The inclusion of LexiNexis is interesting. Based on my previous reporting on them, I know that the company has its own large scale data processing hardware and software called the Data Analytics Supercomputer (the hardware is all standard components, or was last year, but the configuration is specialized to process large data streams). From that previous article
A DAS is comprised of some combination of both data refinery and data delivery nodes. These nodes handle the processing of data queries and presentation of results, and up to 500 of them can be connected together by a non-blocking switch (from Force10 Networks, again a standard commercial part) that allows the nodes participating in an operation to cooperate directly with one another. A DAS larger than 500 nodes can be assembled by linking together multiple 500-node sub-assemblies. The system runs a standard Linux kernel with non-essential services turned off to reduce OS jitter and improve performance.

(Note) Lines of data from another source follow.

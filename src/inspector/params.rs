//! Everything an [`Inspector`](super::Inspector) needs besides the image.

use crate::calibration::{CalibrationTable, InspectionConstants};
use crate::segment::SegmentOptions;
use serde::{Deserialize, Serialize};

/// Calibration, station constants and segmenter tuning in one value.
///
/// Deserializes from JSON with every field optional; missing fields take the
/// reference station values.
#[derive(Clone, Debug, Default, PartialEq, Serialize, Deserialize)]
#[serde(default)]
pub struct InspectParams {
    /// Part table; `[{ "part_id": "M6x25", "length": 31.0, "width": 10.0 }, ...]`.
    pub calibration: CalibrationTable,
    pub constants: InspectionConstants,
    pub segment: SegmentOptions,
}
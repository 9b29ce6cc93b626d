pub mod f32;
pub mod io;
pub mod mask;
pub mod rgb;
pub mod traits;
pub mod u8;

pub use self::f32::ImageF32;
pub use self::mask::BinaryMask;
pub use self::rgb::ImageRgb8;
pub use self::traits::{ImageView, ImageViewMut, Rows};
pub use self::u8::{GrayImageU8, ImageU8};
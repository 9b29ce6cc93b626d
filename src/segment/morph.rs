//! Binary dilation with a square structuring element.
//!
//! Samples outside the image never contribute, so dilation cannot grow the
//! foreground in from the border.
use crate::image::{BinaryMask, ImageView};

/// Dilate `mask` with a `ksize × ksize` square, `iterations` times.
pub fn dilate(mask: &BinaryMask, ksize: usize, iterations: usize) -> BinaryMask {
    let radius = (ksize.max(1) / 2) as isize;
    let mut current = mask.clone();
    if radius == 0 {
        return current;
    }
    for _ in 0..iterations {
        current = dilate_once(&current, radius);
    }
    current
}

fn dilate_once(src: &BinaryMask, radius: isize) -> BinaryMask {
    let (w, h) = (src.width(), src.height());
    // Separable max: rows first, then columns.
    let mut horiz = vec![false; w * h];
    for y in 0..h {
        let row = src.row(y);
        for x in 0..w {
            let lo = (x as isize - radius).max(0) as usize;
            let hi = ((x as isize + radius) as usize).min(w - 1);
            horiz[y * w + x] = row[lo..=hi].iter().any(|&v| v != 0);
        }
    }

    BinaryMask::from_fn(w, h, |x, y| {
        let lo = (y as isize - radius).max(0) as usize;
        let hi = ((y as isize + radius) as usize).min(h - 1);
        (lo..=hi).any(|yy| horiz[yy * w + x])
    })
}

#[cfg(test)]
mod tests {
    use super::*;

    #[test]
    fn single_pixel_grows_to_square() {
        let mask = BinaryMask::from_fn(7, 7, |x, y| x == 3 && y == 3);
        let out = dilate(&mask, 3, 1);
        assert_eq!(out.count_foreground(), 9);
        assert!(out.is_set(2, 2) && out.is_set(4, 4));
        assert!(!out.is_set(1, 3));

        let twice = dilate(&mask, 3, 2);
        assert_eq!(twice.count_foreground(), 25);
    }

    #[test]
    fn corner_pixel_is_clipped_at_border() {
        let mask = BinaryMask::from_fn(4, 4, |x, y| x == 0 && y == 0);
        assert_eq!(dilate(&mask, 3, 1).count_foreground(), 4);
    }

    #[test]
    fn bridges_one_pixel_gap() {
        let mask = BinaryMask::from_fn(9, 3, |x, y| y == 1 && x != 4);
        let out = dilate(&mask, 3, 1);
        assert!(out.is_set(4, 1));
    }

    #[test]
    fn unit_kernel_or_zero_iterations_is_identity() {
        let mask = BinaryMask::from_fn(5, 5, |x, y| (x + y) % 3 == 0);
        assert_eq!(dilate(&mask, 1, 3), mask);
        assert_eq!(dilate(&mask, 3, 0), mask);
    }
}
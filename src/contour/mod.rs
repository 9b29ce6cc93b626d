//! Shape fitting: binary mask → external contours → one selected contour →
//! minimum-area rectangle.
//!
//! The selection heuristic is a seam. [`LargestArea`] picks the contour with
//! the largest enclosed area; callers with cluttered scenes can plug in their
//! own [`ContourSelector`].

pub mod trace;

pub use trace::find_external_contours;

use crate::geometry::min_area_rect;
use crate::image::BinaryMask;
use crate::types::OrientedRect;
use log::debug;
use nalgebra::Point2;

/// Closed polygon traced along the outer boundary of a foreground component.
#[derive(Clone, Debug, PartialEq, Eq)]
pub struct Contour {
    pub points: Vec<Point2<i32>>,
}

impl Contour {
    pub fn new(points: Vec<Point2<i32>>) -> Self {
        Self { points }
    }

    /// Enclosed area by the shoelace formula. Fewer than three points
    /// enclose nothing.
    pub fn area(&self) -> f64 {
        let n = self.points.len();
        if n < 3 {
            return 0.0;
        }
        let twice: i64 = (0..n)
            .map(|i| {
                let a = self.points[i];
                let b = self.points[(i + 1) % n];
                a.x as i64 * b.y as i64 - b.x as i64 * a.y as i64
            })
            .sum();
        twice.abs() as f64 * 0.5
    }

    pub fn len(&self) -> usize {
        self.points.len()
    }

    pub fn is_empty(&self) -> bool {
        self.points.is_empty()
    }

    pub fn to_f64(&self) -> Vec<Point2<f64>> {
        self.points
            .iter()
            .map(|p| Point2::new(p.x as f64, p.y as f64))
            .collect()
    }
}

/// Chooses the contour that represents the inspected part.
pub trait ContourSelector {
    fn select<'c>(&self, contours: &'c [Contour]) -> Option<&'c Contour>;
}

/// Largest enclosed area; ties go to the contour found first.
#[derive(Clone, Copy, Debug, Default)]
pub struct LargestArea;

impl ContourSelector for LargestArea {
    fn select<'c>(&self, contours: &'c [Contour]) -> Option<&'c Contour> {
        let mut best: Option<(&Contour, f64)> = None;
        for c in contours {
            let area = c.area();
            if best.map_or(true, |(_, a)| area > a) {
                best = Some((c, area));
            }
        }
        best.map(|(c, _)| c)
    }
}

/// Fit result together with what the fitter saw on the way.
#[derive(Clone, Debug, Default, PartialEq)]
pub struct FitReport {
    pub rect: Option<OrientedRect>,
    /// Number of candidate contours, when the fitter traces any.
    pub contours: Option<usize>,
}

/// Turns a foreground mask into the oriented rectangle of the part.
pub trait ShapeFitter {
    /// `None` when the mask holds no usable contour.
    fn fit(&self, mask: &BinaryMask) -> Option<OrientedRect>;

    fn fit_report(&self, mask: &BinaryMask) -> FitReport {
        FitReport {
            rect: self.fit(mask),
            contours: None,
        }
    }
}

impl<F: ShapeFitter + ?Sized> ShapeFitter for &F {
    fn fit(&self, mask: &BinaryMask) -> Option<OrientedRect> {
        (**self).fit(mask)
    }

    fn fit_report(&self, mask: &BinaryMask) -> FitReport {
        (**self).fit_report(mask)
    }
}

/// External contours, pick one, fit its minimum-area rectangle.
#[derive(Clone, Debug, Default)]
pub struct ContourRectFitter<Sel = LargestArea> {
    selector: Sel,
}

impl<Sel: ContourSelector> ContourRectFitter<Sel> {
    pub fn with_selector(selector: Sel) -> Self {
        Self { selector }
    }

    pub fn selector(&self) -> &Sel {
        &self.selector
    }
}

impl ContourRectFitter<LargestArea> {
    pub fn new() -> Self {
        Self::default()
    }
}

impl<Sel: ContourSelector> ShapeFitter for ContourRectFitter<Sel> {
    fn fit(&self, mask: &BinaryMask) -> Option<OrientedRect> {
        self.fit_report(mask).rect
    }

    fn fit_report(&self, mask: &BinaryMask) -> FitReport {
        let contours = find_external_contours(mask);
        let rect = self
            .selector
            .select(&contours)
            .and_then(|chosen| Some((chosen, min_area_rect(&chosen.to_f64())?)));
        let Some((chosen, rect)) = rect else {
            debug!("ContourRectFitter::fit contours={} -> none", contours.len());
            return FitReport {
                rect: None,
                contours: Some(contours.len()),
            };
        };
        debug!(
            "ContourRectFitter::fit contours={} chosen_pts={} area={:.1} rect={:.1}x{:.1}@{:.1}",
            contours.len(),
            chosen.len(),
            chosen.area(),
            rect.size.0,
            rect.size.1,
            rect.angle_deg
        );
        FitReport {
            rect: Some(rect),
            contours: Some(contours.len()),
        }
    }
}

#[cfg(test)]
mod tests {
    use super::*;
    use approx::assert_relative_eq;

    fn contour(pts: &[(i32, i32)]) -> Contour {
        Contour::new(pts.iter().map(|&(x, y)| Point2::new(x, y)).collect())
    }

    #[test]
    fn shoelace_area_ignores_orientation() {
        let cw = contour(&[(0, 0), (4, 0), (4, 3), (0, 3)]);
        let ccw = contour(&[(0, 0), (0, 3), (4, 3), (4, 0)]);
        assert_eq!(cw.area(), 12.0);
        assert_eq!(ccw.area(), 12.0);
        assert_eq!(contour(&[(0, 0), (5, 5)]).area(), 0.0);
    }

    #[test]
    fn largest_area_prefers_first_on_ties() {
        let contours = vec![
            contour(&[(0, 0), (2, 0), (2, 2), (0, 2)]),
            contour(&[(10, 10), (12, 10), (12, 12), (10, 12)]),
            contour(&[(0, 0), (1, 0), (1, 1)]),
        ];
        let chosen = LargestArea.select(&contours).unwrap();
        assert!(std::ptr::eq(chosen, &contours[0]));
        assert!(LargestArea.select(&[]).is_none());
    }

    #[test]
    fn fitter_returns_rect_of_biggest_blob() {
        let mask = BinaryMask::from_fn(80, 40, |x, y| {
            ((10..41).contains(&x) && (5..16).contains(&y)) || ((60..64).contains(&x) && (30..34).contains(&y))
        });
        let rect = ContourRectFitter::new().fit(&mask).unwrap();
        let (major, minor) = rect.major_minor();
        assert_relative_eq!(major, 30.0, epsilon = 1e-9);
        assert_relative_eq!(minor, 10.0, epsilon = 1e-9);
        assert_relative_eq!(rect.center, Point2::new(25.0, 10.0), epsilon = 1e-9);
    }

    #[test]
    fn empty_mask_fits_nothing() {
        let fitter = ContourRectFitter::new();
        let mask = BinaryMask::new(16, 16);
        assert!(fitter.fit(&mask).is_none());
        assert_eq!(
            fitter.fit_report(&mask),
            FitReport {
                rect: None,
                contours: Some(0)
            }
        );
    }

    struct Smallest;

    impl ContourSelector for Smallest {
        fn select<'c>(&self, contours: &'c [Contour]) -> Option<&'c Contour> {
            contours
                .iter()
                .min_by(|a, b| a.area().total_cmp(&b.area()))
        }
    }

    #[test]
    fn selector_is_pluggable() {
        let mask = BinaryMask::from_fn(40, 20, |x, y| {
            ((2..20).contains(&x) && (2..10).contains(&y)) || ((30..35).contains(&x) && (12..15).contains(&y))
        });
        let rect = ContourRectFitter::with_selector(Smallest).fit(&mask).unwrap();
        let (major, minor) = rect.major_minor();
        assert_relative_eq!(major, 4.0, epsilon = 1e-9);
        assert_relative_eq!(minor, 2.0, epsilon = 1e-9);
    }
}
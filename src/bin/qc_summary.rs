use screw_inspect::image::io::write_json_file;
use screw_inspect::report::summary::DEFAULT_SUMMARY_TOLERANCE_MM;
use screw_inspect::report::{read_csv, BatchSummary};
use screw_inspect::CalibrationTable;
use std::env;
use std::path::Path;

fn main() {
    env_logger::init();
    if let Err(err) = run() {
        eprintln!("Error: {err}");
        std::process::exit(1);
    }
}

fn run() -> Result<(), String> {
    let mut args = env::args().skip(1);
    let csv_path = args.next().ok_or_else(usage)?;
    let tolerance = match args.next() {
        Some(t) => t
            .parse::<f64>()
            .map_err(|e| format!("Invalid tolerance {t:?}: {e}"))?,
        None => DEFAULT_SUMMARY_TOLERANCE_MM,
    };

    let csv_path = Path::new(&csv_path);
    let rows = read_csv(csv_path).map_err(|e| e.to_string())?;
    let summary = BatchSummary::from_rows(&rows, &CalibrationTable::reference(), tolerance);
    print!("{}", summary.render_text());

    let out_path = csv_path.with_file_name("qc_summary.json");
    write_json_file(&out_path, &summary).map_err(|e| e.to_string())?;
    println!("Summary saved at {}", out_path.display());
    Ok(())
}

fn usage() -> String {
    "Usage: qc_summary <measurements.csv> [tolerance_mm]".to_string()
}
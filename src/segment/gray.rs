//! RGB → luminance conversion with fixed-point Rec.601 weights.

use crate::image::{GrayImageU8, ImageRgb8, ImageView, ImageViewMut};

const SHIFT: u32 = 14;
const R_W: u32 = 4899; // 0.299 · 2^14
const G_W: u32 = 9617; // 0.587 · 2^14
const B_W: u32 = 1868; // 0.114 · 2^14

#[inline]
pub fn luma(r: u8, g: u8, b: u8) -> u8 {
    let acc = u32::from(r) * R_W + u32::from(g) * G_W + u32::from(b) * B_W + (1 << (SHIFT - 1));
    (acc >> SHIFT) as u8
}

pub fn to_gray(src: &ImageRgb8<'_>) -> GrayImageU8 {
    let mut out = GrayImageU8::new(src.width(), src.height());
    for (y, row) in src.rows().enumerate() {
        let dst = out.row_mut(y);
        for (d, px) in dst.iter_mut().zip(row.chunks_exact(3)) {
            *d = luma(px[0], px[1], px[2]);
        }
    }
    out
}

#[cfg(test)]
mod tests {
    use super::*;

    #[test]
    fn neutral_colours_keep_their_level() {
        for v in [0u8, 1, 30, 128, 200, 254, 255] {
            assert_eq!(luma(v, v, v), v);
        }
    }

    #[test]
    fn green_dominates_weights() {
        assert!(luma(0, 255, 0) > luma(255, 0, 0));
        assert!(luma(255, 0, 0) > luma(0, 0, 255));
    }
}
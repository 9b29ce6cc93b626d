use crate::error::FileError;
use crate::inspector::InspectParams;
use serde::Deserialize;
use std::fs;
use std::path::{Path, PathBuf};

/// Settings of the `inspect_folder` batch tool.
///
/// ```json
/// {
///   "input_dir": "samples",
///   "extension": "jpg",
///   "part_id": "M6x25",
///   "constants": { "tolerance_mm": 1.5, "pixels_per_mm": 10.0, "roi_top_bound": 860 },
///   "output": { "dir": "results", "annotate": true, "font": "fonts/DejaVuSans.ttf" }
/// }
/// ```
///
/// `calibration`, `constants` and `segment` may be omitted; they default to
/// the reference station.
#[derive(Debug, Deserialize)]
pub struct InspectConfig {
    pub input_dir: PathBuf,
    #[serde(default = "default_extension")]
    pub extension: String,
    pub part_id: String,
    #[serde(flatten)]
    pub params: InspectParams,
    #[serde(default)]
    pub output: InspectOutputConfig,
}

#[derive(Debug, Deserialize)]
#[serde(default)]
pub struct InspectOutputConfig {
    pub dir: PathBuf,
    /// Defaults to `<dir>/measurements.csv`.
    pub csv: Option<PathBuf>,
    /// Defaults to `<dir>/summary.json`.
    pub summary_json: Option<PathBuf>,
    /// Write a copy of each measured image with the rectangle drawn on it.
    pub annotate: bool,
    /// Font for the dimension/verdict/part labels on annotated images.
    /// Without one only the outline is drawn.
    pub font: Option<PathBuf>,
}

impl Default for InspectOutputConfig {
    fn default() -> Self {
        Self {
            dir: PathBuf::from("results"),
            csv: None,
            summary_json: None,
            annotate: true,
            font: None,
        }
    }
}

impl InspectOutputConfig {
    pub fn csv_path(&self) -> PathBuf {
        self.csv
            .clone()
            .unwrap_or_else(|| self.dir.join("measurements.csv"))
    }

    pub fn summary_path(&self) -> PathBuf {
        self.summary_json
            .clone()
            .unwrap_or_else(|| self.dir.join("summary.json"))
    }
}

fn default_extension() -> String {
    "jpg".to_string()
}

pub fn load_config(path: &Path) -> Result<InspectConfig, FileError> {
    let data = fs::read_to_string(path).map_err(|e| FileError::io(path, e))?;
    parse_config(&data).map_err(|e| FileError::json(path, e))
}

pub fn parse_config(json: &str) -> Result<InspectConfig, serde_json::Error> {
    serde_json::from_str(json)
}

How does it all perform? The company says that in 2008 one of its DAS systems was 14 percent faster than the then TeraSort champion, Hadoop, on a cluster that used less than half of the hardware. Interestingly, LexisNexis also claims that its approach needed 93 percent less code that the Hadoop solution, and this is a big part of the system’s appeal.
LexisNexis had also developed its own declarative language for the system (called Enterprise Control Language, or ECL), and that experience may play some role in the project since the UHPC tasks include specific mention of making the hardware easier to use
LexisNexis productivity studies show that ECL is about five times more efficient than SQL for specifying the same tasks, and Simmons gave me an example of a specific data function that was coded in 590 lines of assembly, 90 lines of C, and just two lines of ECL.
IBM has been working in the area for a while through their System S data processing hardware and software, but the offering must not be as strong as what LexisNexis has developed for this paticular application. We do know that Sandia has been test driving the DAS for at least a couple years, and that relationship and experience no doubt played a part in their inclusion on the team.